Hello! I’m attempting to make a Python open-source implementation of [1502.07257] Breaking Sticks and Ambiguities with Adaptive Skip-gram and I am trying to figure out if Pyro is the correct tool for that application. The paper uses the stick breaking process and Stochastic Variational Inference to perform word sense disambiguated word vectors, which based on my searching seems to say that Pyro offers me a toolset that would make my implementation cleaner and easier to understand.

However I know relatively little about Probablistic Programming, and I’m having a hard time understanding the connections between Pyros Model and Guide Concepts and the learning process from the Julia implementation from the paper: AdaGram.jl/gradient.jl at master · sbos/AdaGram.jl · GitHub

Is Pyro a good tool for this task, or am I misunderstanding the goals of the project?
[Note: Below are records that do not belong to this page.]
//! # Dialogic Core
//!
//! Topic classification for conversational queries over sentence embeddings.
//!
//! - **Index building**: embed a labeled JSONL dataset of anchor texts and
//!   persist an exact flat L2 index alongside position-aligned texts,
//!   embeddings and `{topic, subtopic}` labels
//! - **Two-tier classification**: nearest anchor under squared Euclidean
//!   distance (accept at `<= 1.0`), then a cosine-similarity rescan of every
//!   anchor (accept at `>= 0.4`), then the sentinel `{topic: "General"}`
//! - **Query expansion**: rewrite an ambiguous follow-up into a self-contained
//!   question from the dialogue context before classifying it
//! - **Evaluation**: accuracy and support-weighted precision/recall/F1
//!
//! ## Quick Start
//!
//! ```rust,ignore
//! use std::sync::Arc;
//! use dialogic_core::{ArtifactStore, Classifier, ClassifierConfig, EmbeddingService};
//!
//! let embedder = Arc::new(EmbeddingService::new()?);
//! let store = ArtifactStore::at_default_location()?;
//! let classifier = Classifier::open(embedder, &store, ClassifierConfig::from_env())?;
//!
//! let label = classifier.classify("I forgot my password, help")?;
//! println!("{label}");
//! ```
//!
//! ## Feature Flags
//!
//! - `embeddings` (default): local embedding generation with fastembed

#![cfg_attr(docsrs, feature(doc_cfg))]
#![warn(rustdoc::missing_crate_level_docs)]

// ============================================================================
// MODULES
// ============================================================================

pub mod anchors;
pub mod builder;
pub mod classifier;
pub mod config;
pub mod embeddings;
pub mod evaluation;
pub mod expansion;
pub mod search;
pub mod storage;

// ============================================================================
// RE-EXPORTS
// ============================================================================

pub use anchors::{
    load_dataset, AnchorRecord, ClassificationResult, DatasetError, TopicLabel, SENTINEL_TOPIC,
};

pub use builder::{BuildError, IndexBuilder};

pub use classifier::{Classification, Classifier, MatchRoute, QueryError};

pub use config::{
    ClassifierConfig, ConfigError, DEFAULT_PRIMARY_THRESHOLD, DEFAULT_SECONDARY_THRESHOLD,
};

pub use embeddings::{Embedder, Embedding, EmbeddingError, PrecomputedEmbedder};

#[cfg(feature = "embeddings")]
pub use embeddings::EmbeddingService;

pub use evaluation::{evaluate, EvaluationReport, RouteCounts, TopicScore};

pub use expansion::{
    build_expansion_prompt, format_dialogue, DialoguePipeline, ExpansionError, GenerationError,
    PipelineError, PipelineOutcome, QueryExpander, Speaker, TextGenerator, Turn,
    PROMPT_SEPARATOR,
};

pub use search::{FlatIndex, Neighbor, VectorSearchError};

pub use storage::{AnchorSet, ArtifactStore, IndexManifest, LoadError, StorageError};

// ============================================================================
// VERSION INFO
// ============================================================================

/// Crate version
pub const VERSION: &str = env!("CARGO_PKG_VERSION");

/// Prelude for convenient imports
pub mod prelude {
    pub use crate::{
        AnchorRecord, AnchorSet, ArtifactStore, Classification, Classifier, ClassifierConfig,
        Embedder, IndexBuilder, MatchRoute, QueryError, TopicLabel,
    };

    #[cfg(feature = "embeddings")]
    pub use crate::EmbeddingService;
}
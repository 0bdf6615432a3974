//! Local Sentence Embeddings
//!
//! Uses fastembed v5.11 for local ONNX inference with all-MiniLM-L6-v2
//! (384 dimensions). Each `EmbeddingService` owns its own model session.

use std::num::NonZeroUsize;
use std::path::PathBuf;
use std::sync::Mutex;

use fastembed::{EmbeddingModel, InitOptions, TextEmbedding};
use lru::LruCache;

use super::local::{Embedder, Embedding, EmbeddingError};
use crate::config::model_cache_dir;

// ============================================================================
// CONSTANTS
// ============================================================================

/// Model identifier recorded in index manifests
pub const MODEL_NAME: &str = "sentence-transformers/all-MiniLM-L6-v2";

/// Output width of all-MiniLM-L6-v2
pub const EMBEDDING_DIMENSIONS: usize = 384;

/// Maximum text length in characters (truncated if longer)
pub const MAX_TEXT_LENGTH: usize = 2048;

/// Batch size for efficient embedding generation
pub const BATCH_SIZE: usize = 32;

/// Number of query embeddings kept in the LRU cache
pub const QUERY_CACHE_CAPACITY: usize = 256;

// ============================================================================
// EMBEDDING SERVICE
// ============================================================================

/// fastembed-backed [`Embedder`]
///
/// The ONNX session needs `&mut` access, so calls are serialized through a mutex.
pub struct EmbeddingService {
    model: Mutex<TextEmbedding>,
    /// LRU cache for query embeddings to avoid re-embedding repeated queries
    query_cache: Mutex<LruCache<String, Vec<f32>>>,
}

impl EmbeddingService {
    /// Load the model, downloading it into the default cache directory if needed
    pub fn new() -> Result<Self, EmbeddingError> {
        Self::with_cache_dir(model_cache_dir())
    }

    /// Load the model using an explicit cache directory
    pub fn with_cache_dir(cache_dir: PathBuf) -> Result<Self, EmbeddingError> {
        if let Err(e) = std::fs::create_dir_all(&cache_dir) {
            tracing::warn!("Failed to create cache directory {:?}: {}", cache_dir, e);
        }

        let options = InitOptions::new(EmbeddingModel::AllMiniLML6V2)
            .with_show_download_progress(true)
            .with_cache_dir(cache_dir);

        let model = TextEmbedding::try_new(options).map_err(|e| {
            EmbeddingError::ModelInit(format!(
                "Failed to initialize all-MiniLM-L6-v2 embedding model: {}. \
                Ensure ONNX runtime is available and model files can be downloaded.",
                e
            ))
        })?;

        tracing::info!(model = MODEL_NAME, "Embedding model loaded");

        let capacity = NonZeroUsize::new(QUERY_CACHE_CAPACITY).unwrap_or(NonZeroUsize::MIN);
        Ok(Self {
            model: Mutex::new(model),
            query_cache: Mutex::new(LruCache::new(capacity)),
        })
    }

    fn run_model(&self, texts: Vec<&str>) -> Result<Vec<Vec<f32>>, EmbeddingError> {
        let mut model = self
            .model
            .lock()
            .map_err(|e| EmbeddingError::ModelInit(format!("Lock poisoned: {}", e)))?;

        model
            .embed(texts, None)
            .map_err(|e| EmbeddingError::EmbeddingFailed(e.to_string()))
    }

    fn cached(&self, text: &str) -> Option<Vec<f32>> {
        self.query_cache.lock().ok()?.get(text).cloned()
    }

    fn remember(&self, text: &str, vector: &[f32]) {
        if let Ok(mut cache) = self.query_cache.lock() {
            cache.put(text.to_string(), vector.to_vec());
        }
    }
}

impl Embedder for EmbeddingService {
    fn model_name(&self) -> &str {
        MODEL_NAME
    }

    fn dimensions(&self) -> usize {
        EMBEDDING_DIMENSIONS
    }

    fn embed(&self, text: &str) -> Result<Embedding, EmbeddingError> {
        if text.trim().is_empty() {
            return Err(EmbeddingError::InvalidInput(
                "Text cannot be empty".to_string(),
            ));
        }

        let text = truncate_chars(text, MAX_TEXT_LENGTH);

        if let Some(vector) = self.cached(text) {
            return Ok(Embedding::new(vector));
        }

        let mut embeddings = self.run_model(vec![text])?;
        let vector = embeddings.pop().ok_or_else(|| {
            EmbeddingError::EmbeddingFailed("No embedding generated".to_string())
        })?;

        self.remember(text, &vector);
        Ok(Embedding::new(vector))
    }

    fn embed_batch(&self, texts: &[&str]) -> Result<Vec<Embedding>, EmbeddingError> {
        if texts.is_empty() {
            return Ok(vec![]);
        }

        let mut all_embeddings = Vec::with_capacity(texts.len());

        // Process in batches to bound peak memory
        for chunk in texts.chunks(BATCH_SIZE) {
            if let Some(position) = chunk.iter().position(|t| t.trim().is_empty()) {
                return Err(EmbeddingError::InvalidInput(format!(
                    "Text at batch offset {} is empty",
                    all_embeddings.len() + position
                )));
            }

            let truncated: Vec<&str> = chunk
                .iter()
                .map(|t| truncate_chars(t, MAX_TEXT_LENGTH))
                .collect();

            let embeddings = self.run_model(truncated)?;
            if embeddings.len() != chunk.len() {
                return Err(EmbeddingError::EmbeddingFailed(format!(
                    "Model returned {} embeddings for {} texts",
                    embeddings.len(),
                    chunk.len()
                )));
            }

            all_embeddings.extend(embeddings.into_iter().map(Embedding::new));
            tracing::debug!(done = all_embeddings.len(), total = texts.len(), "Embedded batch");
        }

        Ok(all_embeddings)
    }
}

/// Cut `text` to at most `max_chars` characters without splitting a code point
fn truncate_chars(text: &str, max_chars: usize) -> &str {
    match text.char_indices().nth(max_chars) {
        Some((byte_offset, _)) => &text[..byte_offset],
        None => text,
    }
}
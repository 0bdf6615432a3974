//! Storage Module
//!
//! Persisted anchor artifacts produced by the index builder and consumed by
//! the classifier:
//! - Position-aligned texts, embeddings and labels
//! - The flat nearest-neighbor index
//! - A build manifest recording the embedding model, shape and file checksums

mod anchor_set;
mod artifacts;

pub use anchor_set::{AnchorSet, IndexManifest, Misalignment, ARTIFACT_FORMAT_VERSION};
pub use artifacts::{
    file_checksum, ArtifactStore, LoadError, StorageError, EMBEDDINGS_FILE, EMBEDDINGS_MAGIC,
    INDEX_FILE, MANIFEST_FILE, METADATA_FILE, TEXTS_FILE,
};
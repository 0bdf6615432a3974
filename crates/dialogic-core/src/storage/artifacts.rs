//! Artifact directory I/O
//!
//! Layout of an artifact directory:
//! - `flat.index`: flat nearest-neighbor index (vector block, magic `DLIX`)
//! - `anchor_embeddings.bin`: anchor vectors (vector block, magic `DLEM`)
//! - `anchor_texts.json`: ordered anchor texts
//! - `metadata.json`: ordered `{topic, subtopic}` pairs
//! - `manifest.json`: build provenance and a SHA-256 checksum of every other file
//!
//! Saving stages every file as `<name>.tmp` and only renames once all of them
//! were written, so a failed save never replaces a previous artifact set. The
//! manifest is renamed last. If a save dies between renames, the checksums in
//! whichever manifest is on disk no longer match the data files and loading
//! fails with [`LoadError::Corrupt`] instead of pairing old labels with new vectors.

use std::collections::BTreeMap;
use std::fs::{self, File};
use std::io::{self, BufReader, BufWriter, Read, Write};
use std::path::{Path, PathBuf};

use serde::de::DeserializeOwned;
use serde::{Deserialize, Serialize};
use sha2::{Digest, Sha256};

use super::anchor_set::{AnchorSet, IndexManifest, Misalignment, ARTIFACT_FORMAT_VERSION};
use crate::anchors::TopicLabel;
use crate::config::default_data_dir;
use crate::search::{CodecError, FlatIndex, VectorBlock, VectorSearchError};

// ============================================================================
// CONSTANTS
// ============================================================================

/// Flat index file name
pub const INDEX_FILE: &str = "flat.index";
/// Anchor embeddings file name
pub const EMBEDDINGS_FILE: &str = "anchor_embeddings.bin";
/// Anchor texts file name
pub const TEXTS_FILE: &str = "anchor_texts.json";
/// Anchor labels file name
pub const METADATA_FILE: &str = "metadata.json";
/// Build manifest file name
pub const MANIFEST_FILE: &str = "manifest.json";

/// Magic bytes of the anchor embeddings block
pub const EMBEDDINGS_MAGIC: [u8; 4] = *b"DLEM";

const ARTIFACT_FILES: [&str; 5] = [
    MANIFEST_FILE,
    TEXTS_FILE,
    METADATA_FILE,
    EMBEDDINGS_FILE,
    INDEX_FILE,
];

/// Files covered by the manifest checksums, in rename order
const DATA_FILES: [&str; 4] = [TEXTS_FILE, METADATA_FILE, EMBEDDINGS_FILE, INDEX_FILE];

/// On-disk manifest: the build provenance plus per-file checksums
#[derive(Debug, Serialize, Deserialize)]
struct StoredManifest {
    #[serde(flatten)]
    manifest: IndexManifest,
    checksums: BTreeMap<String, String>,
}

// ============================================================================
// ERROR TYPES
// ============================================================================

/// Errors while writing artifacts
#[non_exhaustive]
#[derive(Debug, thiserror::Error)]
pub enum StorageError {
    /// IO error
    #[error("IO error: {0}")]
    Io(#[from] std::io::Error),
    /// JSON encoding error
    #[error("Serialization error: {0}")]
    Serialization(#[from] serde_json::Error),
    /// Vector block encoding error
    #[error("Vector encoding error: {0}")]
    Codec(#[from] CodecError),
    /// Index persistence error
    #[error("Index error: {0}")]
    Index(#[from] VectorSearchError),
    /// Initialization error
    #[error("Initialization error: {0}")]
    Init(String),
}

/// Errors while loading artifacts; all of them are fatal for the classifier
#[non_exhaustive]
#[derive(Debug, thiserror::Error)]
pub enum LoadError {
    /// An artifact file does not exist
    #[error("Missing artifact: {0}")]
    Missing(PathBuf),
    /// An artifact exists but cannot be decoded
    #[error("Corrupt artifact {path}: {reason}")]
    Corrupt { path: PathBuf, reason: String },
    /// IO error
    #[error("IO error: {0}")]
    Io(#[from] std::io::Error),
    /// The parallel arrays disagree on length or width
    #[error(transparent)]
    Misaligned(#[from] Misalignment),
    /// The embedder produces vectors of a different width than the index
    #[error("Dimension mismatch: index has {index} dimensions, embedder produces {embedder}")]
    DimensionMismatch { index: usize, embedder: usize },
    /// The classifier configuration is unusable
    #[error("Invalid configuration: {0}")]
    Config(#[from] crate::config::ConfigError),
}

// ============================================================================
// ARTIFACT STORE
// ============================================================================

/// Reads and writes one artifact directory
#[derive(Debug, Clone)]
pub struct ArtifactStore {
    dir: PathBuf,
}

impl ArtifactStore {
    /// Store rooted at `dir` (created on first save)
    pub fn new(dir: impl Into<PathBuf>) -> Self {
        Self { dir: dir.into() }
    }

    /// Store at `DIALOGIC_DATA_DIR` or the platform data directory
    pub fn at_default_location() -> Result<Self, StorageError> {
        default_data_dir()
            .map(Self::new)
            .ok_or_else(|| StorageError::Init("Could not determine project directories".to_string()))
    }

    /// Artifact directory
    pub fn dir(&self) -> &Path {
        &self.dir
    }

    /// Path of one artifact file
    pub fn path(&self, file: &str) -> PathBuf {
        self.dir.join(file)
    }

    /// Check whether every artifact file is present
    pub fn exists(&self) -> bool {
        ARTIFACT_FILES.iter().all(|f| self.path(f).is_file())
    }

    /// Persist an anchor set, replacing whatever the directory held before
    pub fn save(&self, set: &AnchorSet) -> Result<(), StorageError> {
        fs::create_dir_all(&self.dir)?;

        let staged = self.stage(set);
        if let Err(e) = staged {
            self.discard_staged();
            return Err(e);
        }

        for file in DATA_FILES {
            fs::rename(staging_path(&self.path(file)), self.path(file))?;
        }
        fs::rename(staging_path(&self.path(MANIFEST_FILE)), self.path(MANIFEST_FILE))?;

        tracing::info!(
            dir = %self.dir.display(),
            anchors = set.len(),
            dimensions = set.dimensions(),
            "Saved anchor artifacts"
        );
        Ok(())
    }

    fn stage(&self, set: &AnchorSet) -> Result<(), StorageError> {
        write_json(&staging_path(&self.path(TEXTS_FILE)), set.texts())?;
        write_json(&staging_path(&self.path(METADATA_FILE)), set.labels())?;

        let mut writer = BufWriter::new(File::create(staging_path(&self.path(EMBEDDINGS_FILE)))?);
        set.embeddings().write_to(&mut writer, EMBEDDINGS_MAGIC)?;

        set.index().save(&staging_path(&self.path(INDEX_FILE)))?;

        let mut checksums = BTreeMap::new();
        for file in DATA_FILES {
            checksums.insert(file.to_string(), file_checksum(&staging_path(&self.path(file)))?);
        }
        let stored = StoredManifest {
            manifest: set.manifest().clone(),
            checksums,
        };
        write_json(&staging_path(&self.path(MANIFEST_FILE)), &stored)?;
        Ok(())
    }

    fn discard_staged(&self) {
        for file in ARTIFACT_FILES {
            let tmp = staging_path(&self.path(file));
            if tmp.exists() {
                if let Err(e) = fs::remove_file(&tmp) {
                    tracing::warn!("Failed to remove staged artifact {:?}: {}", tmp, e);
                }
            }
        }
    }

    /// Load and validate the anchor set
    pub fn load(&self) -> Result<AnchorSet, LoadError> {
        for file in ARTIFACT_FILES {
            let path = self.path(file);
            if !path.is_file() {
                return Err(LoadError::Missing(path));
            }
        }

        let manifest_path = self.path(MANIFEST_FILE);
        let raw: serde_json::Value = read_json(&manifest_path)?;
        let version = raw.get("formatVersion").and_then(serde_json::Value::as_u64);
        if version != Some(u64::from(ARTIFACT_FORMAT_VERSION)) {
            return Err(corrupt(
                &manifest_path,
                format!("unsupported format version {}", raw["formatVersion"]),
            ));
        }
        let StoredManifest {
            manifest,
            checksums,
        } = serde_json::from_value(raw).map_err(|e| corrupt(&manifest_path, e.to_string()))?;

        for file in DATA_FILES {
            let path = self.path(file);
            let Some(expected) = checksums.get(file) else {
                return Err(corrupt(&manifest_path, format!("no checksum for {file}")));
            };
            if file_checksum(&path)? != *expected {
                return Err(corrupt(
                    &path,
                    "checksum does not match the manifest (interrupted save or manual edit)"
                        .to_string(),
                ));
            }
        }

        let texts: Vec<String> = read_json(&self.path(TEXTS_FILE))?;
        let labels: Vec<TopicLabel> = read_json(&self.path(METADATA_FILE))?;
        if let Some(position) = labels.iter().position(|l| l.topic.trim().is_empty()) {
            return Err(corrupt(
                &self.path(METADATA_FILE),
                format!("label {position} has an empty topic"),
            ));
        }

        let embeddings_path = self.path(EMBEDDINGS_FILE);
        let mut reader = BufReader::new(File::open(&embeddings_path)?);
        let embeddings = VectorBlock::read_from(&mut reader, EMBEDDINGS_MAGIC)
            .map_err(|e| corrupt(&embeddings_path, e.to_string()))?;

        let index_path = self.path(INDEX_FILE);
        let index = FlatIndex::load(&index_path).map_err(|e| corrupt(&index_path, e.to_string()))?;

        if texts.is_empty() {
            return Err(corrupt(&self.path(TEXTS_FILE), "no anchors".to_string()));
        }
        if manifest.anchor_count != texts.len() || manifest.dimensions != index.dimensions() {
            return Err(corrupt(
                &self.path(MANIFEST_FILE),
                format!(
                    "manifest describes {} anchors of {} dimensions, artifacts hold {} of {}",
                    manifest.anchor_count,
                    manifest.dimensions,
                    texts.len(),
                    index.dimensions()
                ),
            ));
        }

        let set = AnchorSet::new(texts, embeddings, labels, index, manifest)?;

        tracing::info!(
            dir = %self.dir.display(),
            anchors = set.len(),
            dimensions = set.dimensions(),
            model = %set.manifest().model_name,
            "Loaded anchor artifacts"
        );
        Ok(set)
    }
}

/// Lowercase hex SHA-256 of a file's contents
pub fn file_checksum(path: &Path) -> io::Result<String> {
    let mut reader = BufReader::new(File::open(path)?);
    let mut hasher = Sha256::new();
    let mut buf = [0u8; 8192];
    loop {
        let n = reader.read(&mut buf)?;
        if n == 0 {
            break;
        }
        hasher.update(&buf[..n]);
    }
    Ok(format!("{:x}", hasher.finalize()))
}

fn staging_path(path: &Path) -> PathBuf {
    let mut name = path.as_os_str().to_owned();
    name.push(".tmp");
    PathBuf::from(name)
}

fn corrupt(path: &Path, reason: String) -> LoadError {
    LoadError::Corrupt {
        path: path.to_path_buf(),
        reason,
    }
}

fn write_json<T: Serialize + ?Sized>(path: &Path, value: &T) -> Result<(), StorageError> {
    let mut writer = BufWriter::new(File::create(path)?);
    serde_json::to_writer_pretty(&mut writer, value)?;
    writer.write_all(b"\n")?;
    writer.flush()?;
    Ok(())
}

fn read_json<T: DeserializeOwned>(path: &Path) -> Result<T, LoadError> {
    let reader = BufReader::new(File::open(path)?);
    serde_json::from_reader(reader).map_err(|e| corrupt(path, e.to_string()))
}

// ============================================================================
// TESTS
// ============================================================================
//! Hostile and unusual queries against a stored index

use std::sync::Arc;
use std::thread;

use dialogic_core::{MatchRoute, QueryError, TopicLabel};
use dialogic_e2e_tests::harness::TestArtifactManager;
use dialogic_e2e_tests::mocks::TestDataFactory;

#[test]
fn test_empty_and_blank_queries_rejected() {
    let (_env, classifier) = TestArtifactManager::support_classifier();
    for query in ["", " ", "\n\t  \r\n"] {
        assert_eq!(classifier.classify(query), Err(QueryError::EmptyQuery));
    }
}

#[test]
fn test_punctuation_and_emoji_only() {
    let (_env, classifier) = TestArtifactManager::support_classifier();
    for query in ["?!?!", "🔥🔥🔥", "¯\\_(ツ)_/¯ ...", "#@%"] {
        let result = classifier.classify_detailed(query).unwrap();
        // no word of any of these is in the vocabulary
        assert_eq!(result.label, TopicLabel::sentinel(), "query {query:?}");
        assert_eq!(result.route, MatchRoute::Unlabeled);
    }
}

#[test]
fn test_very_long_query() {
    let (_env, classifier) = TestArtifactManager::support_classifier();
    let query = "password ".repeat(10_000);

    // one known word: cosine 1/sqrt(6) with the password anchor, just above 0.4
    let result = classifier.classify_detailed(&query).unwrap();
    assert_eq!(result.label, TopicLabel::new("Account", "Password"));
    assert_eq!(result.route, MatchRoute::CosineFallback);
}

#[test]
fn test_case_and_punctuation_do_not_matter() {
    let (_env, classifier) = TestArtifactManager::support_classifier();
    let plain = classifier.classify_detailed("where is my package").unwrap();
    let shouted = classifier.classify_detailed("WHERE. IS. MY. PACKAGE!!!").unwrap();
    assert_eq!(plain, shouted);
    assert_eq!(plain.label, TopicLabel::new("Shipping", "Tracking"));
}

#[test]
fn test_non_finite_query_vector() {
    let (_env, classifier) = TestArtifactManager::support_classifier();
    let width = classifier.anchors().dimensions();

    let result = classifier.classify_vector(&vec![f32::NAN; width]).unwrap();
    assert_eq!(result.route, MatchRoute::Unlabeled);
    assert_eq!(result.label, TopicLabel::sentinel());

    assert!(matches!(
        classifier.classify_vector(&vec![0.0; width + 1]),
        Err(QueryError::DimensionMismatch { .. })
    ));
}

#[test]
fn test_concurrent_queries_match_sequential() {
    let (_env, classifier) = TestArtifactManager::support_classifier();
    let queries: Vec<String> = TestDataFactory::held_out()
        .into_iter()
        .map(|r| r.text)
        .collect();
    let expected: Vec<_> = queries
        .iter()
        .map(|q| classifier.classify_detailed(q).unwrap())
        .collect();

    let queries = Arc::new(queries);
    let handles: Vec<_> = (0..8)
        .map(|_| {
            let classifier = classifier.clone();
            let queries = Arc::clone(&queries);
            thread::spawn(move || {
                queries
                    .iter()
                    .map(|q| classifier.classify_detailed(q).unwrap())
                    .collect::<Vec<_>>()
            })
        })
        .collect();

    for handle in handles {
        assert_eq!(handle.join().unwrap(), expected);
    }
}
Thanks for any help and insights you may provide :slight_smile:

i’m not familiar with this paper but from what i can tell from a very quick skim is that the variational family is chosen such that all the latent variables can be integrated out exactly. so there is data-subsampling but no sampling of latent variables. in other words they are not doing variational inference of a more black-box type. currently, pyro is best suited for black-box variational inference, as it hasn’t the functionality to automatically determine which latent variables can be integrated out. a black box approach could still in principle work, but it would likely converge more slowly than the algorithm in the paper. so the pyro implementation would almost certainly be “cleaner and easier to understand” but it’s hard to say a priori how well it would work in practice for this particular model.

1 Like

Thanks so much for the insights @martinjankowiak.

I’ll continue down the pure NumPy approach I have been using rather than trying to force the nice interfaces of Pyro into a use-cases they aren’t necessarily intended for!